Saved entries:

□ □ □ □ □

//! Every accessor against the live mock server.
//!
//! # Design
//! Starts the mock server on a random port, then drives `UluleClient` with its
//! default `UreqTransport` over real HTTP. Validates that request building,
//! authentication, and response parsing agree with the server's schema.

use std::net::SocketAddr;
use std::sync::Once;
use std::time::Duration;

use mock_server::{AppState, ALICE, BACKED, BOB, FLAGSHIP, FOLLOWED};
use tracing_subscriber::EnvFilter;
use ulule_core::{ApiError, ClientConfig, Credentials, OrderStatus, ProjectFilter, UluleClient};

static INIT: Once = Once::new();

fn init_logging() {
    INIT.call_once(|| {
        tracing_subscriber::fmt()
            .with_env_filter(EnvFilter::from_default_env())
            .with_test_writer()
            .try_init()
            .ok();
    });
}

/// Start the demo mock server on a random port and return its address.
fn start_server() -> SocketAddr {
    init_logging();

    let std_listener = std::net::TcpListener::bind("127.0.0.1:0").unwrap();
    let addr = std_listener.local_addr().unwrap();
    std_listener.set_nonblocking(true).unwrap();

    std::thread::spawn(move || {
        let rt = tokio::runtime::Builder::new_current_thread()
            .enable_all()
            .build()
            .unwrap();
        rt.block_on(async {
            let listener = tokio::net::TcpListener::from_std(std_listener).unwrap();
            mock_server::run(listener, AppState::demo()).await
        })
        .unwrap();
    });

    addr
}

fn client(addr: SocketAddr, credentials: Credentials) -> UluleClient {
    let config = ClientConfig::default()
        .with_base_url(format!("http://{addr}/v1"))
        .with_timeout(Duration::from_secs(5));
    UluleClient::with_config(credentials, config)
}

fn alice(addr: SocketAddr) -> UluleClient {
    client(addr, Credentials::api_key("bloglaurel", "s3cret"))
}

#[test]
fn current_user_resolves_each_credential() {
    let addr = start_server();

    let me = alice(addr).current_user().unwrap();
    assert_eq!(me.id, ALICE);
    assert_eq!(me.username.as_deref(), Some("bloglaurel"));

    let me = client(addr, Credentials::access_token("bob-token")).current_user().unwrap();
    assert_eq!(me.id, BOB);
    assert!(me.email.is_none());

    let err = client(addr, Credentials::Anonymous).current_user().unwrap_err();
    assert_eq!(err.status(), Some(401));

    let err = client(addr, Credentials::basic("bloglaurel", "pw")).current_user().unwrap_err();
    assert_eq!(err.status(), Some(401));
}

#[test]
fn list_projects_by_filter() {
    let addr = start_server();
    let client = alice(addr);

    let ids = |filter| -> Vec<u64> {
        client
            .list_projects(ALICE, filter)
            .unwrap()
            .iter()
            .map(|p| p.id)
            .collect()
    };

    assert_eq!(ids(ProjectFilter::Created), vec![FLAGSHIP]);
    assert_eq!(ids(ProjectFilter::Followed), vec![FOLLOWED]);
    assert_eq!(ids(ProjectFilter::Supported), vec![FLAGSHIP, BACKED]);
    assert_eq!(ids(ProjectFilter::All), vec![FLAGSHIP, FOLLOWED, BACKED]);
}

#[test]
fn get_project_and_rewards() {
    let addr = start_server();
    let client = client(addr, Credentials::Anonymous);

    let project = client.get_project(FLAGSHIP).unwrap();
    assert_eq!(project.slug.as_deref(), Some("comme-convenu-2"));
    assert_eq!(project.currency.as_deref(), Some("EUR"));
    assert_eq!(project.goal_raised, Some(true));
    assert!(project.news_count.is_none());

    let descriptions: Vec<&str> = project.rewards.iter().map(|r| r.description()).collect();
    assert_eq!(descriptions, vec!["A thank-you postcard", "Le livre dédicacé"]);

    let rewards = client.list_project_rewards(FLAGSHIP).unwrap();
    assert_eq!(rewards, project.rewards);
    assert_eq!(rewards[1].stock, Some(50));
}

#[test]
fn missing_project_is_an_http_404() {
    let addr = start_server();
    let err = alice(addr).get_project(1).unwrap_err();
    assert!(matches!(err, ApiError::HttpStatus { status: 404, .. }));
}

#[test]
fn find_project_scans_the_user_listing() {
    let addr = start_server();
    let client = alice(addr);

    assert_eq!(client.find_project(ALICE, "demo-followed").unwrap().id, FOLLOWED);
    assert_eq!(client.find_project(ALICE, " 5150 ").unwrap().id, BACKED);
    let err = client.find_project(ALICE, "nope").unwrap_err();
    assert!(matches!(err, ApiError::NotFound(_)));
}

#[test]
fn supporters_paginate_to_the_last_page() {
    let addr = start_server();
    let client = alice(addr);

    let first = client.list_project_supporters(FLAGSHIP, 2, 0).unwrap();
    assert_eq!(first.items.len(), 2);
    assert!(!first.last_page);
    assert_eq!(first.meta.as_ref().and_then(|m| m.total_count), Some(3));

    let second = client.list_project_supporters(FLAGSHIP, 2, 2).unwrap();
    assert_eq!(second.items.len(), 1);
    assert!(second.last_page);

    let all: Vec<u64> = client
        .project_supporter_pages(FLAGSHIP, 2)
        .collect::<ulule_core::Result<Vec<_>>>()
        .unwrap()
        .into_iter()
        .flat_map(|page| page.items)
        .map(|u| u.id)
        .collect();
    assert_eq!(all, vec![BOB, mock_server::CAROL, ALICE]);
}

#[test]
fn project_orders_decode_every_field() {
    let addr = start_server();
    let page = alice(addr).list_project_orders(FLAGSHIP, 20, 0).unwrap();
    assert!(page.last_page);

    let statuses: Vec<_> = page.items.iter().map(|o| o.status).collect();
    assert_eq!(
        statuses,
        vec![
            Some(OrderStatus::Completed),
            Some(OrderStatus::Shipped),
            Some(OrderStatus::Unknown(99))
        ]
    );

    let order = &page.items[0];
    assert_eq!(order.total, Some(29.5));
    assert_eq!(order.items[0].reward_id, Some(101));
    assert_eq!(order.user.as_ref().map(|u| u.id), Some(BOB));
    assert_eq!(
        order.shipping_address.as_ref().and_then(|a| a.postal_code.as_deref()),
        Some("75002")
    );
    assert!(order.billing_address.is_none());
    assert!(order.created_at.is_some());
    assert_eq!(order.project_id, Some(FLAGSHIP));
}

#[test]
fn project_orders_require_credentials() {
    let addr = start_server();
    let err = client(addr, Credentials::Anonymous)
        .list_project_orders(FLAGSHIP, 20, 0)
        .unwrap_err();
    assert!(err.is_client_error());
    assert_eq!(err.status(), Some(401));
}

#[test]
fn user_orders_for_current_user() {
    let addr = start_server();
    let client = alice(addr);

    let me = client.current_user().unwrap();
    let page = client.list_user_orders(Some(&me), 1, 0).unwrap();
    assert_eq!(page.items.len(), 1);
    assert!(!page.last_page);

    let ids: Vec<u64> = client
        .user_order_pages(&me, 1)
        .flat_map(|page| page.unwrap().items)
        .map(|o| o.id)
        .collect();
    assert_eq!(ids, vec![9003, 9004]);

    let err = client.list_user_orders(None, 20, 0).unwrap_err();
    assert!(matches!(err, ApiError::InvalidArgument(_)));
}

#[test]
fn get_user_is_public() {
    let addr = start_server();
    let user = client(addr, Credentials::Anonymous).get_user(BOB).unwrap();
    assert_eq!(user.username.as_deref(), Some("bob"));
    assert_eq!(user.timezone.as_deref(), Some("Europe/Paris"));
}

#[test]
fn body_over_the_cap_is_a_transport_error() {
    let addr = start_server();
    let config = ClientConfig::default()
        .with_base_url(format!("http://{addr}/v1"))
        .with_timeout(Duration::from_secs(5))
        .with_max_body_size(16);
    let err = UluleClient::with_config(Credentials::Anonymous, config)
        .get_project(FLAGSHIP)
        .unwrap_err();
    assert!(matches!(err, ApiError::Transport(_)));

    let config = ClientConfig::default()
        .with_base_url(format!("http://{addr}/v1"))
        .with_max_body_size(1 << 20);
    let project = UluleClient::with_config(Credentials::Anonymous, config)
        .get_project(FLAGSHIP)
        .unwrap();
    assert_eq!(project.id, FLAGSHIP);
}

#[test]
fn closed_port_is_a_transport_error() {
    let listener = std::net::TcpListener::bind("127.0.0.1:0").unwrap();
    let addr = listener.local_addr().unwrap();
    drop(listener);

    let err = alice(addr).get_user(ALICE).unwrap_err();
    assert!(matches!(err, ApiError::Transport(_) | ApiError::Timeout));
}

□ □ □ □ □

Quote exactly the stretch of lines above that starts at the first one and ends at the line with "use tracing_subscriber::EnvFilter;", and nothing beyond it.

//! Every accessor against the live mock server.
//!
//! # Design
//! Starts the mock server on a random port, then drives `UluleClient` with its
//! default `UreqTransport` over real HTTP. Validates that request building,
//! authentication, and response parsing agree with the server's schema.

use std::net::SocketAddr;
use std::sync::Once;
use std::time::Duration;

use mock_server::{AppState, ALICE, BACKED, BOB, FLAGSHIP, FOLLOWED};
use tracing_subscriber::EnvFilter;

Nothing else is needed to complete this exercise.